Looking at Hit by Pitch rates over the last half century

As I was researching my latest article for I-70 Baseball (yes, I really do research when I write – lots of it), I found a most unexpected trend in the number of batters that were hit by a pitch.    In fact, it was the exact opposite of what I would have expected, so I had to dig in a little bit more and see if I could come up with an explanation.

Here is a chart showing the average number of NL batters hit by a pitch between 1960 and 2010.   For the two strike shortened seasons, 1981 and 1994, I extrapolated the numbers to a full 162 game schedule.   I did the same for 1960 and 1961 when the NL only played 154 games.

HBP data courtesy of Baseball-Reference.com


Let’s take a look at the assumptions that I had as I started this little project.

More players were hit in the 60s than now

Well, clearly from the data, that is not true.   There was a little bit of a blip in the early 60s that I will write off to the impact of expansion, but generally there is a downward trend in the data until the early 80s when the numbers started steadily rising.   I am not going to argue with the data, but there is no question that pitchers used to throw a lot more inside than they do now.   If you even looked like you were thinking about reaching towards the outside corner then guys like Don Drysdale and Bob Gibson would soon test your reflexes, and courage.   Surprisingly, for all of those pitches that were thrown inside, not many of them made contact with the batter.

Expansion means more AAA pitchers

I expected to see a much larger increase shortly after the league expanded in 1962, 1969 and again in 1993.  Each time the league added two teams, and that meant that about 25 pitchers would be throwing in the major leagues that wouldn’t have been the year before.  Maybe it is worth looking at strikeout rates and k/bb ratios to see more of an impact, but there is nothing in the data to suggest that expansion lead to more batters being hit, immediately or over the next few years.

Maybe I’m looking at this from the wrong direction.   Maybe these 25 AAA pitchers couldn’t hit a batter with any more regularity than they could the strike zone.   Nah – there may be something in expansion, but not the big trend shift that was expecting to see.

Umpires taking control

This is the one that gave me a huge chuckle because I generally dislike rule changes “to make the game better.”   The league started phasing in warnings when pitchers were throwing at batters in the early part of the 1980’s, reaching the mandatory state we have today in 1994.   It clearly has had the desired effect – ABSOLUTELY NOT!   I love it !!!!

The average number of batters being hit by a pitch had been steadily decreasing since a high of 40 in 1965 to a low of 21 in 1984.   After the rule changes, the numbers started going up year after year, with the rate significantly increasing after the mandatory warnings were instigated.

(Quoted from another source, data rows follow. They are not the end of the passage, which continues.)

//! Structured logging.
//!
//! # Responsibilities
//! - Append one `{time, level, message}` JSON record per event to the log file
//! - Mirror every record to the `tracing` subscriber for console output
//!
//! # Design Decisions
//! - JSON Lines: each record is written and flushed on its own, so the file
//!   is never rewritten and no history is held in memory
//! - Logging fails open; a write error becomes a `tracing` warning

use std::fs::{File, OpenOptions};
use std::io::{self, BufRead, BufReader, Write};
use std::path::{Path, PathBuf};
use std::sync::{Mutex, PoisonError};

use chrono::{SecondsFormat, Utc};
use serde::{Deserialize, Serialize};
use thiserror::Error;

/// Severity of a [`LogRecord`].
#[derive(Debug, Clone, Copy, PartialEq, Eq, Serialize, Deserialize)]
#[serde(rename_all = "UPPERCASE")]
pub enum LogLevel {
    Info,
    Error,
}

/// One line of the structured log.
#[derive(Debug, Clone, PartialEq, Eq, Serialize, Deserialize)]
pub struct LogRecord {
    /// RFC 3339 UTC timestamp with millisecond precision.
    pub time: String,
    pub level: LogLevel,
    pub message: String,
}

impl LogRecord {
    pub fn now(level: LogLevel, message: impl Into<String>) -> Self {
        Self {
            time: Utc::now().to_rfc3339_opts(SecondsFormat::Millis, true),
            level,
            message: message.into(),
        }
    }
}

#[derive(Debug, Error)]
pub enum LogError {
    #[error("failed to open log file {}: {source}", path.display())]
    Open { path: PathBuf, source: io::Error },

    #[error("failed to write log record: {0}")]
    Write(#[from] io::Error),

    #[error("malformed log record: {0}")]
    Encode(#[from] serde_json::Error),
}

/// Append-only writer for the structured log stream.
#[derive(Debug)]
pub struct StructuredLogger {
    path: PathBuf,
    file: Mutex<File>,
}

impl StructuredLogger {
    /// Open (or create) the log file for appending.
    pub fn open(path: impl Into<PathBuf>) -> Result<Self, LogError> {
        let path = path.into();
        if let Some(parent) = path.parent().filter(|p| !p.as_os_str().is_empty()) {
            std::fs::create_dir_all(parent).map_err(|source| LogError::Open {
                path: parent.to_path_buf(),
                source,
            })?;
        }
        let file = OpenOptions::new()
            .create(true)
            .append(true)
            .open(&path)
            .map_err(|source| LogError::Open {
                path: path.clone(),
                source,
            })?;

        Ok(Self {
            path,
            file: Mutex::new(file),
        })
    }

    pub fn path(&self) -> &Path {
        &self.path
    }

    pub fn info(&self, message: impl AsRef<str>) {
        self.emit(LogLevel::Info, message.as_ref());
    }

    pub fn error(&self, message: impl AsRef<str>) {
        self.emit(LogLevel::Error, message.as_ref());
    }

    fn emit(&self, level: LogLevel, message: &str) {
        match level {
            LogLevel::Info => tracing::info!(target: "catalog", "{}", message),
            LogLevel::Error => tracing::error!(target: "catalog", "{}", message),
        }

        if let Err(e) = self.append(&LogRecord::now(level, message)) {
            tracing::warn!(path = %self.path.display(), error = %e, "Dropped structured log record");
        }
    }

    /// Write a single record as one JSON line and flush it.
    pub fn append(&self, record: &LogRecord) -> Result<(), LogError> {
        let mut line = serde_json::to_vec(record)?;
        line.push(b'\n');

        let mut file = self.file.lock().unwrap_or_else(PoisonError::into_inner);
        file.write_all(&line)?;
        file.flush()?;
        Ok(())
    }
}

/// Parse a structured log file back into records. Blank lines are skipped.
pub fn read_records(path: &Path) -> Result<Vec<LogRecord>, LogError> {
    let file = File::open(path).map_err(|source| LogError::Open {
        path: path.to_path_buf(),
        source,
    })?;

    let mut records = Vec::new();
    for line in BufReader::new(file).lines() {
        let line = line?;
        if line.trim().is_empty() {
            continue;
        }
        records.push(serde_json::from_str(&line)?);
    }
    Ok(records)
}

#[cfg(test)]
mod tests {
    use super::*;

    #[test]
    fn test_one_record_per_call() {
        let dir = tempfile::tempdir().unwrap();
        let path = dir.path().join("app_logs.jsonl");
        let logger = StructuredLogger::open(&path).unwrap();

        logger.info("Course catalog page rendered successfully");
        logger.error("Missing required fields: name");
        logger.info("third");

        let records = read_records(&path).unwrap();
        assert_eq!(records.len(), 3);
        assert_eq!(records[0].level, LogLevel::Info);
        assert_eq!(records[1].level, LogLevel::Error);
        assert_eq!(records[1].message, "Missing required fields: name");
        assert_eq!(records[2].message, "third");
    }

    #[test]
    fn test_reopen_appends_instead_of_truncating() {
        let dir = tempfile::tempdir().unwrap();
        let path = dir.path().join("logs").join("app_logs.jsonl");

        StructuredLogger::open(&path).unwrap().info("first run");
        StructuredLogger::open(&path).unwrap().info("second run");

        let messages: Vec<_> = read_records(&path)
            .unwrap()
            .into_iter()
            .map(|r| r.message)
            .collect();
        assert_eq!(messages, vec!["first run", "second run"]);
    }

    #[test]
    fn test_record_wire_format() {
        let record = LogRecord {
            time: "2024-01-01T00:00:00.000Z".into(),
            level: LogLevel::Error,
            message: "boom".into(),
        };
        let json = serde_json::to_value(&record).unwrap();
        assert_eq!(
            json,
            serde_json::json!({"time": "2024-01-01T00:00:00.000Z", "level": "ERROR", "message": "boom"})
        );
    }

    #[test]
    fn test_timestamp_is_rfc3339() {
        let record = LogRecord::now(LogLevel::Info, "x");
        assert!(chrono::DateTime::parse_from_rfc3339(&record.time).is_ok());
    }
}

Equipment changes – the batting helmet

Improvements in protective equipment has led to a more ferocious game in hockey and football, so why not baseball ?   Well, mainly because there just isn’t that much protective equipment.   The league made batting helmets mandatory in 1971, but most players were either using them already or wore small protective inserts under their regular cap.   The rules changed again in 1983, requiring the use of batting helmets with ear flaps.

Perhaps if we stretch a bit, the ear flaps might have some impact (ok, that was a pun).   But we’re not buying this, are we ?   No, this is like the classic marketing data example of correlating diapers and beer, drawing the conclusion that babies drink beer.  No, ear flaps did not lead to an increase in HBP rates.   Maybe all of the arm, elbow, knee, shin and foot protection some of these modern day gladiators wear might make them less able to get out of the way of an inside pitch, but that is largely moot because the pitchers just don’t throw inside like they used to.

What is it, then ?

One possibility is that pitchers today just don’t have the control as those that played the game before them.   I’m willing to give this some merit.   I’ve seen Mitch Williams pitch, and while Al Hrabosky used a similar Tasmanian Devil windup, the results were remarkably different.  Hrabosky could paint the corner with just about every one of his pitches, and all you could say about Williams is that the ball was generally headed in the direction of home plate.

There’s another more plausible explanation.   What started appearing in baseball in the early 90s, got real popular after about 1998 and then fell off sharply after 2005 ?

I’ll give you a clue.   It’s an 8 letter word that rhymes with spairoids (if that were an actual word).

It might be just as simple as that.   It might be simple retaliation for batters hitting some moonshots that they weren’t capable of in prior seasons.   Maybe just a little bit of chemically induced rage might make a pitcher throw at a batter in anger when he wouldn’t have under different circumstances.

We will never know, but it is fun to try to speculate the cause behind the effect.